# [TASK OBJECTIVE]
Every record shown below should be duplicated exactly.

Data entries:

· · ·

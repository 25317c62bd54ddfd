//! # oxide-record
//!
//! An Active-Record data layer: describe a query against one table, fetch it
//! lazily into entities, then mutate and save them back with dirty tracking.
//!
//! This crate provides:
//! - [`Resource`], a chainable query builder that caches its results
//! - [`Model`] and [`Hooks`] for entity types, usually via `#[derive(Model)]`
//! - [`ActiveRecord`] with `load`, `save` and `delete` for every model
//! - [`Record`] and [`ChangeSet`] for field storage and snapshot diffs
//! - [`Database`], [`Registry`] and [`DatabaseConfig`] to wire it together
//!
//! ## Quick Start
//!
//! ```ignore
//! use oxide_record::{ActiveRecord, Condition, Database, DatabaseConfig, Model, Record};
//!
//! #[derive(Debug, Default, Model)]
//! #[model(table = "users")]
//! struct User {
//!     record: Record,
//! }
//!
//! fn example() -> oxide_record::Result<()> {
//!     let mut db = Database::connect(&DatabaseConfig::sqlite("sqlite::memory:"))?;
//!     db.register::<User>()?;
//!
//!     // Insert
//!     let mut user = User::default();
//!     user.set("name", "Ann").set("is_active", true);
//!     user.save(&mut db, false)?;
//!
//!     // Query
//!     let mut active = db
//!         .resource::<User>()?
//!         .add_filter("is_active", true)
//!         .add_filter("name", Condition::like("A%"))
//!         .add_order("name", "ASC")?;
//!     let names = active.get_column("name")?;
//!
//!     // Load, update, delete
//!     let mut ann = User::default();
//!     ann.load(&mut db, user.get_id().cloned())?;
//!     ann.set("name", "Anne");
//!     ann.save(&mut db, false)?;
//!     ann.delete(&mut db)?;
//!     Ok(())
//! }
//! ```

extern crate self as oxide_record;

mod config;
mod database;
mod error;
mod model;
mod record;
mod registry;
mod resource;

pub use config::DatabaseConfig;
pub use database::Database;
pub use error::{RecordError, Result};
pub use model::{ActiveRecord, Hooks, Model, ResourceDefinition};
pub use record::{ChangeSet, FieldValue, Record};
pub use registry::Registry;
pub use resource::{Item, Resource};

pub use oxide_record_core::query::{Condition, Filter, JoinKind, OrderDirection};
pub use oxide_record_core::{
    Adapter, AdapterError, Dialect, ExecResult, ParamType, Row, SqlValue, Statement, ToSqlValue,
};

#[cfg(feature = "derive")]
pub use oxide_record_derive::Model;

· · ·

# [COMPLETED EXERCISE]
repository 25317c62bd54ddfd
//! # oxide-record
//!
//! An Active-Record data layer: describe a query against one table, fetch it
//! lazily into entities, then mutate and save them back with dirty tracking.
//!
//! This crate provides:
//! - [`Resource`], a chainable query builder that caches its results
//! - [`Model`] and [`Hooks`] for entity types, usually via `#[derive(Model)]`
//! - [`ActiveRecord`] with `load`, `save` and `delete` for every model
//! - [`Record`] and [`ChangeSet`] for field storage and snapshot diffs
//! - [`Database`], [`Registry`] and [`DatabaseConfig`] to wire it together
//!
//! ## Quick Start
//!
//! ```ignore
//! use oxide_record::{ActiveRecord, Condition, Database, DatabaseConfig, Model, Record};
//!
//! #[derive(Debug, Default, Model)]
//! #[model(table = "users")]
//! struct User {
//!     record: Record,
//! }
//!
//! fn example() -> oxide_record::Result<()> {
//!     let mut db = Database::connect(&DatabaseConfig::sqlite("sqlite::memory:"))?;
//!     db.register::<User>()?;
//!
//!     // Insert
//!     let mut user = User::default();
//!     user.set("name", "Ann").set("is_active", true);
//!     user.save(&mut db, false)?;
//!
//!     // Query
//!     let mut active = db
//!         .resource::<User>()?
//!         .add_filter("is_active", true)
//!         .add_filter("name", Condition::like("A%"))
//!         .add_order("name", "ASC")?;
//!     let names = active.get_column("name")?;
//!
//!     // Load, update, delete
//!     let mut ann = User::default();
//!     ann.load(&mut db, user.get_id().cloned())?;
//!     ann.set("name", "Anne");
//!     ann.save(&mut db, false)?;
//!     ann.delete(&mut db)?;
//!     Ok(())
//! }
//! ```

extern crate self as oxide_record;

mod config;
mod database;
mod error;
mod model;
mod record;
mod registry;
mod resource;

pub use config::DatabaseConfig;
pub use database::Database;
pub use error::{RecordError, Result};
pub use model::{ActiveRecord, Hooks, Model, ResourceDefinition};
pub use record::{ChangeSet, FieldValue, Record};
pub use registry::Registry;
pub use resource::{Item, Resource};

pub use oxide_record_core::query::{Condition, Filter, JoinKind, OrderDirection};
pub use oxide_record_core::{
    Adapter, AdapterError, Dialect, ExecResult, ParamType, Row, SqlValue, Statement, ToSqlValue,
};

#[cfg(feature = "derive")]
pub use oxide_record_derive::Model;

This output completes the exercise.